Get first element of list if list is not None: Python

Here is my issue:

I am doing an LDAP search in Python. The search will return a dictionary object:

{'mail':['[email protected]'],'mobile':['07852242242'], 'telephoneNumber':['01112512152']}

As you can see, the returned dictionary contains list values.

Sometimes, no result will be found:

{'mail':None, 'mobile':None, 'telephoneNumber':['01112512152']}

To extract the required values, I am using get() as to avoid exceptions if the dictionary item does not exist.

return {"uname":x.get('mail')[0], "telephone":x.get('telephoneNumber')[0], "mobile":x.get('mobile')[0]}

I want to return my own dictionary as above, with just the string values, but Im struggling to find an efficient way to check that the lists are not None and keep running into index errors or type errors:

(<type 'exceptions.TypeError'>, TypeError("'NoneType' object is unsubscriptable",)

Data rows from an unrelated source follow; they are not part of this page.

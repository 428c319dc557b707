/// Core logging implementation with automatic filtering
use super::config::{get_logger_config, LoggerConfig};
use super::levels::LogLevel;
use super::tags::LogTag;

/// Check if a log message should be displayed
pub fn should_log(tag: &LogTag, level: LogLevel) -> bool {
    should_log_with(&get_logger_config(), tag, level)
}

/// Filtering rules:
/// 1. Errors are always shown
/// 2. Check against minimum log level threshold
/// 3. Debug level requires --debug-<module> (or --debug-all)
/// 4. Verbose level requires --verbose OR --verbose-<module>
fn should_log_with(config: &LoggerConfig, tag: &LogTag, level: LogLevel) -> bool {
    if level == LogLevel::Error {
        return true;
    }

    if level > config.min_level {
        return false;
    }

    match level {
        LogLevel::Debug => config.is_debug_enabled_for_tag(tag),
        LogLevel::Verbose => config.is_verbose_enabled_for_tag(tag),
        _ => true,
    }
}

pub fn log_internal(tag: LogTag, level: LogLevel, message: &str) {
    if !should_log(&tag, level) {
        return;
    }

    super::format::format_and_log(tag, level, message);
}
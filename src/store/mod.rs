//! Price sample storage
//!
//! The collector appends samples and the query side reads them back. The two
//! never share in-process state, only this store.

mod sqlite;
mod types;

pub use sqlite::SqliteSampleStore;
pub use types::{PriceSample, SortOrder};

use crate::errors::StoreResult;
use chrono::{DateTime, Utc};

/// Append-only time series of price samples
///
/// Implementations must make a completed `insert_sample` visible to every
/// later read.
pub trait SampleStore: Send + Sync {
    fn insert_sample(&self, sample: &PriceSample) -> StoreResult<()>;

    /// Samples for `token` with `timestamp >= from`
    fn query_samples(
        &self,
        token: &str,
        from: DateTime<Utc>,
        order: SortOrder,
    ) -> StoreResult<Vec<PriceSample>>;

    /// Most recent sample for `token`, optionally restricted to `timestamp <= at_or_before`
    fn query_latest(
        &self,
        token: &str,
        at_or_before: Option<DateTime<Utc>>,
    ) -> StoreResult<Option<PriceSample>>;

    /// Delete samples older than `cutoff`, returning how many were removed
    fn prune_before(&self, cutoff: DateTime<Utc>) -> StoreResult<usize>;
}
/// Configuration schemas - all config structures defined once with defaults
use crate::config_struct;
use crate::errors::ConfigError;
use crate::pool_price::MAX_DECIMALS;
use serde::{Deserialize, Serialize};

/// Upper bound on `database.retention_days` (100 years)
pub const MAX_RETENTION_DAYS: u32 = 36_500;

// ============================================================================
// RPC CONFIGURATION
// ============================================================================

config_struct! {
    /// Sui full node JSON-RPC endpoint
    pub struct RpcConfig {
        url: String = "https://fullnode.mainnet.sui.io:443".to_string(),
        /// Per-request timeout, also bounds each pool fetch in the collector
        timeout_secs: u64 = 10,
    }
}

// ============================================================================
// COLLECTOR CONFIGURATION
// ============================================================================

config_struct! {
    /// Price collection loop
    pub struct CollectorConfig {
        enabled: bool = true,
        /// Period between rounds
        interval_secs: u64 = 60,
        /// Pause between two pools of the same round
        pool_delay_ms: u64 = 1000,
    }
}

// ============================================================================
// DATABASE CONFIGURATION
// ============================================================================

config_struct! {
    pub struct DatabaseConfig {
        path: String = "data/prices.db".to_string(),
        /// Samples older than this are pruned after each round, 0 keeps everything
        retention_days: u32 = 0,
    }
}

// ============================================================================
// WEBSERVER CONFIGURATION
// ============================================================================

config_struct! {
    pub struct WebserverConfig {
        enabled: bool = true,
        host: String = "0.0.0.0".to_string(),
        port: u16 = 3000,
    }
}

// ============================================================================
// POOLS
// ============================================================================

/// One monitored pool
#[derive(Debug, Clone, PartialEq, Serialize, Deserialize)]
pub struct PoolConfig {
    /// Chain object id of the pool
    pub address: String,
    /// Token symbol the samples are stored under
    pub name: String,
    pub token_a_decimals: u8,
    pub token_b_decimals: u8,
}

impl PoolConfig {
    pub fn new(address: &str, name: &str, token_a_decimals: u8, token_b_decimals: u8) -> Self {
        Self {
            address: address.to_string(),
            name: name.to_string(),
            token_a_decimals,
            token_b_decimals,
        }
    }

    /// Symbol as stored and queried
    pub fn token_name(&self) -> String {
        self.name.to_uppercase()
    }
}

// ============================================================================
// ROOT
// ============================================================================

config_struct! {
    /// Root configuration, one section per subsystem
    pub struct Config {
        rpc: RpcConfig = RpcConfig::default(),
        collector: CollectorConfig = CollectorConfig::default(),
        database: DatabaseConfig = DatabaseConfig::default(),
        webserver: WebserverConfig = WebserverConfig::default(),
        pools: Vec<PoolConfig> = Vec::new(),
    }
}

impl Config {
    /// Reject configurations the service cannot run with
    pub fn validate(&self) -> Result<(), ConfigError> {
        if self.pools.is_empty() && self.collector.enabled {
            return Err(ConfigError::Invalid("no pools configured".to_string()));
        }

        if self.collector.interval_secs == 0 {
            return Err(ConfigError::Invalid(
                "collector.interval_secs must be positive".to_string(),
            ));
        }

        if self.database.retention_days > MAX_RETENTION_DAYS {
            return Err(ConfigError::Invalid(format!(
                "database.retention_days must be at most {}",
                MAX_RETENTION_DAYS
            )));
        }

        if self.rpc.timeout_secs == 0 {
            return Err(ConfigError::Invalid("rpc.timeout_secs must be positive".to_string()));
        }

        for (index, pool) in self.pools.iter().enumerate() {
            if pool.address.trim().is_empty() {
                return Err(ConfigError::Invalid(format!("pools[{}]: empty address", index)));
            }
            if pool.name.trim().is_empty() {
                return Err(ConfigError::Invalid(format!("pools[{}]: empty name", index)));
            }
            if pool.token_a_decimals > MAX_DECIMALS || pool.token_b_decimals > MAX_DECIMALS {
                return Err(ConfigError::Invalid(format!(
                    "pools[{}] ({}): decimals must be within 0..={}",
                    index, pool.name, MAX_DECIMALS
                )));
            }
        }

        Ok(())
    }

    /// Apply `RPC_URL` (or `SUI_RPC_URL`) and `PORT` environment overrides
    pub fn apply_env_overrides(&mut self) {
        self.apply_overrides_from(|key| std::env::var(key).ok());
    }

    /// Apply overrides from any key lookup; `RPC_URL` wins over `SUI_RPC_URL`
    pub fn apply_overrides_from<F>(&mut self, lookup: F)
    where
        F: Fn(&str) -> Option<String>,
    {
        let url = ["RPC_URL", "SUI_RPC_URL"]
            .iter()
            .filter_map(|key| lookup(key))
            .find(|url| !url.trim().is_empty());
        if let Some(url) = url {
            self.rpc.url = url.trim().to_string();
        }

        if let Some(port) = lookup("PORT").and_then(|p| p.trim().parse::<u16>().ok()) {
            self.webserver.port = port;
        }
    }
}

Is there a way to use a get() method on a list, so that if the list is None it wont throw an exception???

{"uname":x.get('mail').get(0)}

What is the most efficient way of getting the first value of a list or returning None without using:

if isinstance(x.get('mail'),list):

or

if x.get('mail') is not None:

Upvotes: 2

Views: 6242

Answers (4)

soulcheck
soulcheck

Reputation: 36767

I'm not sure if there's a straightforward way to do this, but you can try:

 default_value = [None]
 new_x = dict((k, default_value if not v  else v) for k, v in x.iteritems())

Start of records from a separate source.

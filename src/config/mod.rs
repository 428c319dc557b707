//! Configuration system
//!
//! TOML file with embedded defaults (`config_struct!`), environment overrides
//! for deployment, and validation at startup.

pub mod macros;
pub mod schemas;
pub mod utils;

pub use schemas::{CollectorConfig, Config, DatabaseConfig, PoolConfig, RpcConfig, WebserverConfig};
pub use utils::{load_config_from_path, read_config_file, with_config, CONFIG_FILE_PATH};
use chrono::{DateTime, Utc};
use serde::{Deserialize, Serialize};

/// One persisted price observation
#[derive(Debug, Clone, PartialEq, Serialize, Deserialize)]
pub struct PriceSample {
    pub pool_address: String,
    /// Upper-cased token symbol
    pub token_name: String,
    pub price: f64,
    /// When the pool state was sampled
    pub timestamp: DateTime<Utc>,
    /// When the row was written
    pub created_at: DateTime<Utc>,
}

impl PriceSample {
    pub fn new(pool_address: &str, token_name: &str, price: f64, timestamp: DateTime<Utc>) -> Self {
        Self {
            pool_address: pool_address.to_string(),
            token_name: token_name.to_uppercase(),
            price,
            timestamp,
            created_at: Utc::now(),
        }
    }
}

/// Result ordering by sample timestamp
#[derive(Debug, Clone, Copy, PartialEq, Eq)]
pub enum SortOrder {
    Ascending,
    Descending,
}

impl SortOrder {
    pub fn as_sql(&self) -> &'static str {
        match self {
            SortOrder::Ascending => "ASC",
            SortOrder::Descending => "DESC",
        }
    }
}
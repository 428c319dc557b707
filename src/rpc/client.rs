// Sui JSON-RPC client for pool object reads

use super::PoolStateReader;
use crate::errors::RpcError;
use crate::logger::{self, LogTag};
use async_trait::async_trait;
use reqwest::StatusCode;
use serde_json::{json, Value};
use std::sync::atomic::{AtomicU64, Ordering};
use std::time::{Duration, Instant};

pub struct SuiRpcClient {
    url: String,
    http: reqwest::Client,
    request_id: AtomicU64,
}

impl SuiRpcClient {
    pub fn new(url: &str, timeout: Duration) -> Result<Self, RpcError> {
        let http = reqwest::Client::builder()
            .timeout(timeout)
            .build()
            .map_err(|e| RpcError::Transient(format!("Failed to create HTTP client: {}", e)))?;

        Ok(Self {
            url: url.to_string(),
            http,
            request_id: AtomicU64::new(1),
        })
    }

    async fn call(&self, method: &str, params: Value) -> Result<Value, RpcError> {
        let id = self.request_id.fetch_add(1, Ordering::Relaxed);
        let payload = json!({
            "jsonrpc": "2.0",
            "id": id,
            "method": method,
            "params": params
        });

        if logger::is_debug_enabled(&LogTag::Rpc) {
            logger::debug(LogTag::Rpc, &format!("-> {} {}", self.url, payload));
        }

        let start = Instant::now();
        let response = self
            .http
            .post(&self.url)
            .header("Content-Type", "application/json")
            .json(&payload)
            .send()
            .await
            .map_err(|e| RpcError::Transient(format!("Request failed: {}", e)))?;

        let status = response.status();
        if status.is_server_error() || status == StatusCode::TOO_MANY_REQUESTS {
            return Err(RpcError::Transient(format!("HTTP {}", status)));
        }
        if !status.is_success() {
            return Err(RpcError::Malformed(format!("HTTP {}", status)));
        }

        let body: Value = response
            .json()
            .await
            .map_err(|e| RpcError::Transient(format!("Failed to read response body: {}", e)))?;

        logger::verbose(
            LogTag::Rpc,
            &format!("{} id={} answered in {}ms", method, id, start.elapsed().as_millis()),
        );

        Ok(body)
    }
}

#[async_trait]
impl PoolStateReader for SuiRpcClient {
    async fn get_object_state(&self, address: &str) -> Result<Value, RpcError> {
        let body = self
            .call(
                "sui_getObject",
                json!([address, { "showContent": true, "showType": true }]),
            )
            .await?;

        parse_get_object_response(&body)
    }
}

/// Extract `result.data.content.fields` from a `sui_getObject` response
pub fn parse_get_object_response(body: &Value) -> Result<Value, RpcError> {
    if let Some(err) = body.get("error") {
        let message = err
            .get("message")
            .and_then(Value::as_str)
            .unwrap_or("unknown error");
        return Err(RpcError::Transient(format!("JSON-RPC error: {}", message)));
    }

    let result = body
        .get("result")
        .ok_or_else(|| RpcError::Malformed("response has no result".to_string()))?;

    if let Some(err) = result.get("error") {
        let code = err.get("code").and_then(Value::as_str).unwrap_or("");
        return match code {
            "notExists" | "deleted" => Err(RpcError::NotFound(code.to_string())),
            other => Err(RpcError::Malformed(format!("object error: {}", other))),
        };
    }

    result
        .get("data")
        .and_then(|data| data.get("content"))
        .and_then(|content| content.get("fields"))
        .filter(|fields| fields.is_object())
        .cloned()
        .ok_or_else(|| RpcError::Malformed("missing data.content.fields".to_string()))
}

#[cfg(test)]
mod tests {
    use super::*;

    #[test]
    fn test_parse_fields() {
        let body = json!({
            "jsonrpc": "2.0",
            "id": 1,
            "result": {
                "data": {
                    "objectId": "0xabc",
                    "content": {
                        "dataType": "moveObject",
                        "type": "0x1::pool::Pool",
                        "fields": { "current_sqrt_price": "18446744073709551616" }
                    }
                }
            }
        });

        let fields = parse_get_object_response(&body).unwrap();
        assert_eq!(fields["current_sqrt_price"], "18446744073709551616");
    }

    #[test]
    fn test_parse_object_errors() {
        let missing = json!({ "result": { "error": { "code": "notExists", "object_id": "0xabc" } } });
        assert_eq!(
            parse_get_object_response(&missing),
            Err(RpcError::NotFound("notExists".to_string()))
        );

        let deleted = json!({ "result": { "error": { "code": "deleted" } } });
        assert!(matches!(
            parse_get_object_response(&deleted),
            Err(RpcError::NotFound(_))
        ));
    }

    #[test]
    fn test_parse_rpc_error_is_transient() {
        let body = json!({ "error": { "code": -32000, "message": "server busy" } });
        let err = parse_get_object_response(&body).unwrap_err();
        assert!(err.is_transient());
    }

    #[test]
    fn test_parse_missing_content() {
        let body = json!({ "result": { "data": { "objectId": "0xabc" } } });
        assert!(matches!(
            parse_get_object_response(&body),
            Err(RpcError::Malformed(_))
        ));

        let no_result = json!({ "jsonrpc": "2.0", "id": 1 });
        assert!(matches!(
            parse_get_object_response(&no_result),
            Err(RpcError::Malformed(_))
        ));
    }
}
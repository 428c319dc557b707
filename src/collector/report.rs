// Per-round collection report

use crate::errors::{CollectError, CollectStage};
use chrono::{DateTime, Utc};
use serde::Serialize;

#[derive(Debug, Clone, PartialEq, Serialize)]
#[serde(tag = "status", rename_all = "snake_case")]
pub enum PoolOutcome {
    Success { price: f64 },
    Failure { stage: CollectStage, reason: String },
}

impl PoolOutcome {
    pub fn is_success(&self) -> bool {
        matches!(self, PoolOutcome::Success { .. })
    }
}

impl From<Result<f64, CollectError>> for PoolOutcome {
    fn from(result: Result<f64, CollectError>) -> Self {
        match result {
            Ok(price) => PoolOutcome::Success { price },
            Err(e) => PoolOutcome::Failure {
                stage: e.stage(),
                reason: e.to_string(),
            },
        }
    }
}

#[derive(Debug, Clone, PartialEq, Serialize)]
pub struct PoolReport {
    pub address: String,
    pub name: String,
    pub outcome: PoolOutcome,
}

/// Outcome of one pass over every configured pool, in configured order
#[derive(Debug, Clone, PartialEq, Serialize)]
pub struct CollectionReport {
    pub started_at: DateTime<Utc>,
    pub finished_at: DateTime<Utc>,
    pub pools: Vec<PoolReport>,
}

impl CollectionReport {
    pub fn succeeded(&self) -> usize {
        self.pools.iter().filter(|p| p.outcome.is_success()).count()
    }

    pub fn failed(&self) -> usize {
        self.pools.len() - self.succeeded()
    }

    pub fn duration_ms(&self) -> i64 {
        (self.finished_at - self.started_at).num_milliseconds()
    }

    pub fn summary(&self) -> String {
        format!(
            "{}/{} pools collected in {}ms",
            self.succeeded(),
            self.pools.len(),
            self.duration_ms()
        )
    }
}
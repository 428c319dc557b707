// Collector health route

use crate::{
    collector::CollectorStatus,
    config::with_config,
    webserver::{state::AppState, utils::success_response},
};
use axum::{extract::State, response::Response, routing::get, Router};
use chrono::{DateTime, Utc};
use serde::Serialize;
use std::sync::Arc;

#[derive(Debug, Serialize)]
struct CollectorStatusResponse {
    enabled: bool,
    pools_configured: usize,
    /// Configured round period, absent when no global config was loaded
    interval_secs: Option<u64>,
    server_started_at: DateTime<Utc>,
    #[serde(flatten)]
    status: CollectorStatus,
}

pub fn routes() -> Router<Arc<AppState>> {
    Router::new().route("/collector/status", get(get_collector_status))
}

/// GET /api/collector/status
async fn get_collector_status(State(state): State<Arc<AppState>>) -> Response {
    let (status, pools_configured) = match &state.collector {
        Some(collector) => (collector.status().await, collector.pools().len()),
        None => (CollectorStatus::default(), 0),
    };

    success_response(CollectorStatusResponse {
        enabled: state.collector.is_some(),
        pools_configured,
        interval_secs: with_config(|c| c.collector.interval_secs),
        server_started_at: state.startup_time,
        status,
    })
}

#[cfg(test)]
mod tests {
    use super::*;
    use crate::collector::{Collector, CollectorSettings};
    use crate::config::PoolConfig;
    use crate::query::QueryService;
    use crate::testing::{pool_fields, FakeReader, FakeStore};
    use crate::webserver::routes::test_support::{app_with, app_with_state, get_json};
    use axum::http::StatusCode;

    #[tokio::test]
    async fn test_status_without_collector() {
        let (status, body) = get_json(app_with(vec![]), "/api/collector/status").await;
        assert_eq!(status, StatusCode::OK);
        assert_eq!(body["enabled"], false);
        assert_eq!(body["rounds_completed"], 0);
    }

    #[tokio::test]
    async fn test_status_after_round() {
        let reader = Arc::new(FakeReader::new());
        reader.respond("0x1", Ok(pool_fields(1u128 << 64)));
        let store = Arc::new(FakeStore::new());

        let settings = CollectorSettings {
            pool_delay: std::time::Duration::ZERO,
            ..CollectorSettings::default()
        };
        let collector = Arc::new(Collector::new(
            vec![PoolConfig::new("0x1", "water", 9, 9), PoolConfig::new("0x2", "coal", 9, 9)],
            reader,
            store.clone(),
            settings,
        ));
        collector.run_once().await;

        let state = AppState::new(Arc::new(QueryService::new(store)), Some(collector));
        let (status, body) = get_json(app_with_state(state), "/api/collector/status").await;

        assert_eq!(status, StatusCode::OK);
        assert_eq!(body["enabled"], true);
        assert_eq!(body["pools_configured"], 2);
        assert_eq!(body["rounds_completed"], 1);
        assert_eq!(body["last_outcomes"][0]["outcome"]["status"], "success");
        assert_eq!(body["last_outcomes"][1]["outcome"]["stage"], "fetch");
        assert_eq!(body["consecutive_failures"]["0x2"], 1);
    }
}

And use new_x instead of x.

Upvotes: 0

Rik Poggi
Rik Poggi

Reputation: 29302

If you want to flatten your dictionary, you can just do:

>>> d = {'mail':None, 'mobile':None, 'telephoneNumber':['01112512152']}
>>> 
>>> dict((k,v and v[0] or v) for k,v in d.items())
{'mail': None, 'mobile': None, 'telephoneNumber': '01112512152'}

If you'd also like to filter, cutting off the None values, then you could do:

>>> dict((k,v[0]) for k,v in d.items() if v)
{'telephoneNumber': '01112512152'}

Upvotes: 3

Sam Dolan
Sam Dolan

Reputation: 32532

You could do something like this:

input_dict = {'mail':None, 'mobile':None, 'telephoneNumber':['01112512152']}

input_key_map = {
    'mail': 'uname',
    'telephoneNumber': 'telephone',
    'mobile': 'mobile',
}

dict((new_name, input_dict[old_name][0]) 
      for old_name, new_name in input_key_map.items() if input_dict.get(old_name))

# would print:
{'telephone': '01112512152'}

Upvotes: 0

Roman Bodnarchuk
Roman Bodnarchuk

Reputation: 29727

Try the next:

return {"uname":(x.get('mail') or [None])[0], ...

It is a bit unreadable, so you probably want to wrap it into some helper function.